Of the patients in the single agent arm of the study, all 12 of those patients receiving 1.5 mcg/kg and 3.0 mcg/kg weekly for four weeks achieved a greater than 2 log decrease in HCV RNA. Five of the 12 patients receiving 1.5 mcg/kg and 3.00 mcg/kg every two weeks for four weeks achieved a greater than 2 log decrease in HCV RNA.
At PEG-Interferon lambda doses of 0.75 mcg/kg, 1.5 mcg/kg and 2.25 mcg/kg administered in combination with ribavirin in treatment-relapsed patients (n=18), a greater than 3 log mean maximum decrease in viral load was observed. Of those patients, eleven (61%) had less than 1,000 HCV RNA copies at Day 29.
Treatment-naive patients, who were treated with 1.5 mcg/kg of PEG-Interferon lambda in combination with ribavirin (n=7), also had a greater than 3 log mean maximum decrease in viral load and two patients (29%) achieved a rapid virologic response (RVR), or undetectable HCV RNA copies, at 4 weeks.

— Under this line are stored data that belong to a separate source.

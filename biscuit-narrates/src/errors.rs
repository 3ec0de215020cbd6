/// Errors that can occur while narrating text.
///
/// Only [`NarrateError::EmptyText`] and the engine variants ever reach a
/// caller of [`PlaybackController::play`](crate::PlaybackController::play);
/// preference and enumeration failures are logged and recovered from inside
/// the orchestrator.
#[non_exhaustive]
#[derive(Debug, thiserror::Error)]
pub enum NarrateError {
    /// The text to speak was empty or contained only whitespace.
    #[error("No text provided")]
    EmptyText,

    /// The speech engine reported a synthesis failure.
    #[error("Speech engine '{engine}' failed: {message}")]
    EngineFailed {
        /// The engine that failed.
        engine: String,
        /// What the engine reported.
        message: String,
    },

    /// The engine process could not be started.
    #[error("Failed to spawn '{engine}'")]
    ProcessSpawnFailed {
        /// The engine binary that failed to start.
        engine: String,
        /// The underlying spawn error.
        #[source]
        source: std::io::Error,
    },

    /// Writing the utterance to the engine's stdin failed.
    #[error("Failed to write text to '{engine}' stdin")]
    StdinWriteError {
        /// The engine binary.
        engine: String,
    },

    /// The installed voices could not be listed.
    #[error("Voice enumeration failed for '{engine}': {message}")]
    VoiceEnumerationFailed {
        /// The engine that was queried.
        engine: String,
        /// Description of the failure.
        message: String,
    },

    /// The preference blob could not be read.
    #[error("Failed to read preferences from {path}: {message}")]
    PreferenceReadError {
        /// Where the preferences live.
        path: String,
        /// Description of the failure.
        message: String,
    },

    /// The preference blob could not be written.
    #[error("Failed to write preferences to {path}: {message}")]
    PreferenceWriteError {
        /// Where the preferences live.
        path: String,
        /// Description of the failure.
        message: String,
    },

    /// A saved-readings library entry could not be parsed.
    #[error("failed to parse library entry: {0}")]
    LibraryParse(#[from] serde_json::Error),

    /// Failed to acquire the saved-readings library file lock.
    #[error("failed to acquire library lock")]
    Lock,

    /// Generic I/O failure.
    #[error("I/O error")]
    Io(#[from] std::io::Error),
}

impl NarrateError {
    /// Convenience constructor for engine-reported failures.
    pub fn engine(engine: impl Into<String>, message: impl Into<String>) -> Self {
        NarrateError::EngineFailed {
            engine: engine.into(),
            message: message.into(),
        }
    }

    /// Whether this error is one a caller is expected to see from `play()`.
    pub fn is_caller_visible(&self) -> bool {
        matches!(
            self,
            NarrateError::EmptyText
                | NarrateError::EngineFailed { .. }
                | NarrateError::ProcessSpawnFailed { .. }
                | NarrateError::StdinWriteError { .. }
        )
    }
}
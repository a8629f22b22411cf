//! Core Types
//!
//! Shared identifiers and data types used across the wager engine.

use serde::{Deserialize, Serialize};
use std::fmt;
use uuid::Uuid;

/// Currency amount in credits. Deltas are signed; wager amounts are
/// validated non-negative at the boundaries.
pub type Credits = i64;

/// Unique identifier of a duel entity.
pub type DuelId = Uuid;

/// Stable identity of a participant, as assigned by the host.
#[derive(Clone, Debug, PartialEq, Eq, Hash, PartialOrd, Ord, Serialize, Deserialize)]
#[serde(transparent)]
pub struct ParticipantId(String);

impl ParticipantId {
    pub fn new(id: impl Into<String>) -> Self {
        Self(id.into())
    }

    pub fn as_str(&self) -> &str {
        &self.0
    }
}

impl From<&str> for ParticipantId {
    fn from(id: &str) -> Self {
        Self(id.to_string())
    }
}

impl From<String> for ParticipantId {
    fn from(id: String) -> Self {
        Self(id)
    }
}

impl fmt::Display for ParticipantId {
    fn fmt(&self, f: &mut fmt::Formatter<'_>) -> fmt::Result {
        write!(f, "{}", self.0)
    }
}

/// Identity of a spatial zone (system, arena) in the host world.
#[derive(Clone, Debug, PartialEq, Eq, Hash, PartialOrd, Ord, Serialize, Deserialize)]
#[serde(transparent)]
pub struct ZoneId(String);

impl ZoneId {
    pub fn new(id: impl Into<String>) -> Self {
        Self(id.into())
    }

    pub fn as_str(&self) -> &str {
        &self.0
    }
}

impl From<&str> for ZoneId {
    fn from(id: &str) -> Self {
        Self(id.to_string())
    }
}

impl From<String> for ZoneId {
    fn from(id: String) -> Self {
        Self(id)
    }
}

impl fmt::Display for ZoneId {
    fn fmt(&self, f: &mut fmt::Formatter<'_>) -> fmt::Result {
        write!(f, "{}", self.0)
    }
}

/// Where a participant currently is, as reported by the host.
#[derive(Clone, Debug, PartialEq, Eq, Serialize, Deserialize)]
#[serde(tag = "status")]
pub enum Presence {
    /// Flying in open space in a zone. The only state that can issue
    /// or accept wagers.
    #[serde(rename = "in_space")]
    InSpace { zone: ZoneId },

    /// Docked at a base in a zone.
    #[serde(rename = "docked")]
    Docked { zone: ZoneId },

    /// Sitting in the character menu.
    #[serde(rename = "in_menu")]
    InMenu { zone: ZoneId },

    /// Not connected.
    #[serde(rename = "offline")]
    Offline,
}

impl Presence {
    /// Zone the participant is associated with, if any.
    pub fn zone(&self) -> Option<&ZoneId> {
        match self {
            Presence::InSpace { zone } | Presence::Docked { zone } | Presence::InMenu { zone } => {
                Some(zone)
            }
            Presence::Offline => None,
        }
    }

    pub fn is_in_space(&self) -> bool {
        matches!(self, Presence::InSpace { .. })
    }

    pub fn is_online(&self) -> bool {
        !matches!(self, Presence::Offline)
    }
}
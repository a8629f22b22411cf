//! Participant Directory
//!
//! Presence, zone, display name, and target-selection lookups, backed by
//! the host process. The engine only ever asks questions; the host keeps
//! this current through its own session tracking. An in-memory
//! implementation backs the stand-alone binary and the test suite.

use crate::types::{ParticipantId, Presence, ZoneId};
use std::collections::HashMap;
use std::sync::RwLock;

/// Synchronous view of who is connected, where they are, and what they
/// have targeted.
pub trait Directory: Send + Sync {
    /// Current presence; `Presence::Offline` for unknown participants.
    fn presence(&self, participant: &ParticipantId) -> Presence;

    /// Human-facing name, if the participant is known.
    fn display_name(&self, participant: &ParticipantId) -> Option<String>;

    /// The ship the participant currently has selected, if it is
    /// another participant's ship.
    fn selected_target(&self, participant: &ParticipantId) -> Option<ParticipantId>;

    /// Everyone flying in open space in the zone.
    fn zone_roster(&self, zone: &ZoneId) -> Vec<ParticipantId>;

    /// Display name with the raw id as fallback.
    fn name_or_id(&self, participant: &ParticipantId) -> String {
        self.display_name(participant)
            .unwrap_or_else(|| participant.to_string())
    }
}

/// A directory record as reported by the host.
#[derive(Clone, Debug)]
pub struct PlayerRecord {
    pub name: String,
    pub presence: Presence,
    pub target: Option<ParticipantId>,
}

/// In-memory directory used by the binary (fed over the gateway) and tests.
#[derive(Default)]
pub struct InMemoryDirectory {
    players: RwLock<HashMap<ParticipantId, PlayerRecord>>,
}

impl InMemoryDirectory {
    pub fn new() -> Self {
        Self::default()
    }

    /// Create or replace a participant's record.
    pub fn upsert(&self, participant: ParticipantId, record: PlayerRecord) {
        self.players
            .write()
            .expect("directory lock poisoned")
            .insert(participant, record);
    }

    /// Update presence only, keeping name and target.
    pub fn set_presence(&self, participant: &ParticipantId, presence: Presence) {
        if let Some(record) = self
            .players
            .write()
            .expect("directory lock poisoned")
            .get_mut(participant)
        {
            record.presence = presence;
        }
    }

    /// Update the selected target only.
    pub fn set_target(&self, participant: &ParticipantId, target: Option<ParticipantId>) {
        if let Some(record) = self
            .players
            .write()
            .expect("directory lock poisoned")
            .get_mut(participant)
        {
            record.target = target;
        }
    }
}

impl Directory for InMemoryDirectory {
    fn presence(&self, participant: &ParticipantId) -> Presence {
        self.players
            .read()
            .expect("directory lock poisoned")
            .get(participant)
            .map(|r| r.presence.clone())
            .unwrap_or(Presence::Offline)
    }

    fn display_name(&self, participant: &ParticipantId) -> Option<String> {
        self.players
            .read()
            .expect("directory lock poisoned")
            .get(participant)
            .map(|r| r.name.clone())
    }

    fn selected_target(&self, participant: &ParticipantId) -> Option<ParticipantId> {
        self.players
            .read()
            .expect("directory lock poisoned")
            .get(participant)
            .and_then(|r| r.target.clone())
    }

    fn zone_roster(&self, zone: &ZoneId) -> Vec<ParticipantId> {
        let players = self.players.read().expect("directory lock poisoned");
        let mut roster: Vec<ParticipantId> = players
            .iter()
            .filter(|(_, r)| matches!(&r.presence, Presence::InSpace { zone: z } if z == zone))
            .map(|(id, _)| id.clone())
            .collect();
        roster.sort();
        roster
    }
}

The most common adverse events were fatigue (29%) and nausea (13%). There were minimal effects on neutrophil counts. Minimal constitutional symptoms or hematologic effects were observed with PEG-Interferon lambda given as a single agent or in combination with ribavirin. The majority of adverse events and laboratory changes were grade 1 or 2. Dose-limiting elevations in ALT or AST, with or without an increase in bilirubin, were dose-dependent and reversible.
Overall, the results of the study support moving to dose-ranging Phase 2 studies in treatment-naive HCV patients.
About Interferon lambda
Interferon lambda (IL-29) is a type 3 interferon that binds to a unique receptor with more restricted distribution than the receptors targeted by type 1 interferons, such as interferon alpha. It is in development for hepatitis C. The native human protein Interferon lambda is generated by the immune system in response to viral infection. IL-29 is a member of the type 3 Interferon family, which includes IL-28A and IL-28B, and signals through the same receptor as IL-28A and IL-28B.
A Muir. ML Shiffman, A Zaman, and other. A Phase 1b Dose-Ranging Study of 4 Weeks of PEG-Interferon (IFN) Lambda (PEG-rIL-29) in Combination with Ribavirin (RBV) in Patients with Chronic Genotype 1 Hepatitis C Virus (HCV) Infection. 60th Annual Meeting of the American Association for the Study of Liver Diseases (AASLD 2009). Boston . October 30-November 1, 2009. Abstract 1591.